A Florida prostitute is serving two years in quarantine after pleading no contest to criminal transmission of HIV. The third Floridian ever to be sentenced to community control, or house arrest, Joann Moorehouse Guzman is electronically monitored 24 hours a day to enforce her confinement to her house and is subject to official supervision. “It’s not only uncommon for people to be sentenced to a quarantine, it’s blatantly discriminatory,” said William Kilpatrick, Guzman’s pro bono lawyer. “It looks at one disease only--HIV.”

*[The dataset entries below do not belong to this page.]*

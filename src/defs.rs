// src/defs.rs
// Shared definitions for the bingo hall: the 75-ball universe, ball labels
// and the 5x5 card geometry.

use std::fmt;
use std::ops::RangeInclusive;
use std::str::FromStr;

use serde::{Deserialize, Deserializer, Serialize, Serializer};

use crate::error::GameError;

pub type Number = u8;

pub const FIRSTNUMBER: Number = 1;
pub const LASTNUMBER: Number = 75;
pub const TOTALBALLS: usize = 75;
pub const NUMBERS_PER_LETTER: Number = 15;

// 5x5 card geometry, row-major indexing.
pub const GRID_COLS: usize = 5;
pub const GRID_CELLS: usize = 25;
pub const FREE_SPACE_INDEX: usize = 12;

// Verification codes avoid glyphs that read ambiguously on a printed card
// (0/O, 1/I).
pub const CODE_ALPHABET: &[u8] = b"ABCDEFGHJKLMNPQRSTUVWXYZ23456789";
pub const CODE_LENGTH: usize = 6;

/// Column letter of the bingo card, each owning a 15-number sub-range.
#[derive(Debug, Clone, Copy, PartialEq, Eq, Hash)]
pub enum Letter {
    B,
    I,
    N,
    G,
    O,
}

impl Letter {
    pub const ALL: [Letter; GRID_COLS] = [Letter::B, Letter::I, Letter::N, Letter::G, Letter::O];

    pub fn from_char(c: char) -> Option<Self> {
        match c.to_ascii_uppercase() {
            'B' => Some(Letter::B),
            'I' => Some(Letter::I),
            'N' => Some(Letter::N),
            'G' => Some(Letter::G),
            'O' => Some(Letter::O),
            _ => None,
        }
    }

    pub fn as_char(self) -> char {
        match self {
            Letter::B => 'B',
            Letter::I => 'I',
            Letter::N => 'N',
            Letter::G => 'G',
            Letter::O => 'O',
        }
    }

    /// Letter owning a card column (index % 5).
    pub fn for_column(col: usize) -> Self {
        Self::ALL[col % GRID_COLS]
    }

    /// The sub-range of numbers this letter may carry (B:1-15 .. O:61-75).
    pub fn range(self) -> RangeInclusive<Number> {
        let index = self as Number;
        let first = index * NUMBERS_PER_LETTER + 1;
        first..=first + NUMBERS_PER_LETTER - 1
    }
}

impl fmt::Display for Letter {
    fn fmt(&self, f: &mut fmt::Formatter<'_>) -> fmt::Result {
        write!(f, "{}", self.as_char())
    }
}

/// One labeled ball of the fixed 75-value universe.
#[derive(Debug, Clone, Copy, PartialEq, Eq, Hash)]
pub struct Ball {
    pub letter: Letter,
    pub number: Number,
}

impl Ball {
    /// Build a ball, validating that the number falls in the letter's
    /// sub-range.
    pub fn new(letter: Letter, number: Number) -> Result<Self, GameError> {
        if letter.range().contains(&number) {
            Ok(Ball { letter, number })
        } else {
            Err(GameError::InvalidBall(format!(
                "for {letter}, numbers must be between {} and {}",
                letter.range().start(),
                letter.range().end()
            )))
        }
    }

    /// The wire/display label, letter plus number with no separator
    /// (e.g. "B7", "O75").
    pub fn label(&self) -> String {
        format!("{}{}", self.letter, self.number)
    }
}

impl fmt::Display for Ball {
    fn fmt(&self, f: &mut fmt::Formatter<'_>) -> fmt::Result {
        write!(f, "{}{}", self.letter, self.number)
    }
}

impl FromStr for Ball {
    type Err = GameError;

    fn from_str(label: &str) -> Result<Self, Self::Err> {
        let label = label.trim();
        let mut chars = label.chars();
        let letter = chars.next().and_then(Letter::from_char).ok_or_else(|| {
            GameError::InvalidBall(format!("unknown letter in '{label}', use B, I, N, G or O"))
        })?;
        let number: Number = chars
            .as_str()
            .parse()
            .map_err(|_| GameError::InvalidBall(format!("'{label}' has no valid number part")))?;
        Ball::new(letter, number)
    }
}

// Balls persist as their bare label so a drawn-balls array round-trips as
// ["B7", "N42", ...].
impl Serialize for Ball {
    fn serialize<S: Serializer>(&self, serializer: S) -> Result<S::Ok, S::Error> {
        serializer.serialize_str(&self.label())
    }
}

impl<'de> Deserialize<'de> for Ball {
    fn deserialize<D: Deserializer<'de>>(deserializer: D) -> Result<Self, D::Error> {
        let label = String::deserialize(deserializer)?;
        label.parse().map_err(serde::de::Error::custom)
    }
}

/// The full fixed universe of 75 balls, in letter then number order.
pub fn universe() -> Vec<Ball> {
    Letter::ALL
        .iter()
        .flat_map(|&letter| letter.range().map(move |number| Ball { letter, number }))
        .collect()
}

/// Generate a 6-character verification code over the unambiguous alphabet.
pub fn generate_verification_code() -> String {
    (0..CODE_LENGTH)
        .map(|_| CODE_ALPHABET[rand::random_range(0..CODE_ALPHABET.len())] as char)
        .collect()
}

#[cfg(test)]
mod tests {
    use super::*;

    #[test]
    fn test_letter_ranges() {
        assert_eq!(Letter::B.range(), 1..=15);
        assert_eq!(Letter::I.range(), 16..=30);
        assert_eq!(Letter::N.range(), 31..=45);
        assert_eq!(Letter::G.range(), 46..=60);
        assert_eq!(Letter::O.range(), 61..=75);
    }

    #[test]
    fn test_column_letters() {
        assert_eq!(Letter::for_column(0), Letter::B);
        assert_eq!(Letter::for_column(2), Letter::N);
        assert_eq!(Letter::for_column(4), Letter::O);
    }

    #[test]
    fn test_universe_is_complete_and_distinct() {
        let balls = universe();
        assert_eq!(balls.len(), TOTALBALLS);

        let mut seen = std::collections::HashSet::new();
        for ball in &balls {
            assert!(ball.letter.range().contains(&ball.number));
            assert!(seen.insert(ball.label()));
        }
    }

    #[test]
    fn test_ball_label_round_trip() {
        let ball: Ball = "B7".parse().unwrap();
        assert_eq!(ball.letter, Letter::B);
        assert_eq!(ball.number, 7);
        assert_eq!(ball.label(), "B7");

        let ball: Ball = "o75".parse().unwrap();
        assert_eq!(ball.label(), "O75");
    }

    #[test]
    fn test_ball_parse_rejects_bad_labels() {
        assert!("Z5".parse::<Ball>().is_err());
        assert!("B16".parse::<Ball>().is_err()); // out of B's 1-15 range
        assert!("B".parse::<Ball>().is_err());
        assert!("".parse::<Ball>().is_err());
        assert!("17".parse::<Ball>().is_err());
    }

    #[test]
    fn test_ball_serializes_as_label() {
        let ball: Ball = "N42".parse().unwrap();
        assert_eq!(serde_json::to_string(&ball).unwrap(), "\"N42\"");
        let back: Ball = serde_json::from_str("\"N42\"").unwrap();
        assert_eq!(back, ball);
    }

    #[test]
    fn test_verification_code_format() {
        for _ in 0..50 {
            let code = generate_verification_code();
            assert_eq!(code.len(), CODE_LENGTH);
            assert!(code.bytes().all(|b| CODE_ALPHABET.contains(&b)));
        }
    }
}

Guzman, 35, was arrested last August for propositioning an undercover officer during a sting operation, and later told police she tested positive for HIV in 1993. Court records showed that she’d been arrested on prostitution charges at least six times since 1988. In 1993, the Florida legislature made it a third-degree felony for anybody who knows he or she has HIV to take part in a crime or attempted crime involving the transmission of bodily fluids. “The legislature in Tallahassee is made up of a bunch of cowboys, and they got together and decided to punish homosexuals and prostitutes by passing this statute,” Kilpatrick said. “You don’t see any of the johns being arrested, and it’s more likely for them to transmit HIV to a woman than vice versa.”

Guzman was charged with prostitution and attempted criminal transmission of HIV. Why? According to the undercover cop, she agreed to money for sex. But no act took place. “Everyone knows the risk of a man getting HIV from fellatio is near zero,” Kilpatrick said. "But my client simply talked about fellatio." Guzman considered challenging the law but agreed to the plea because she feared dying in jail. If she complies with community control, her probation officer can recommend her release after one year.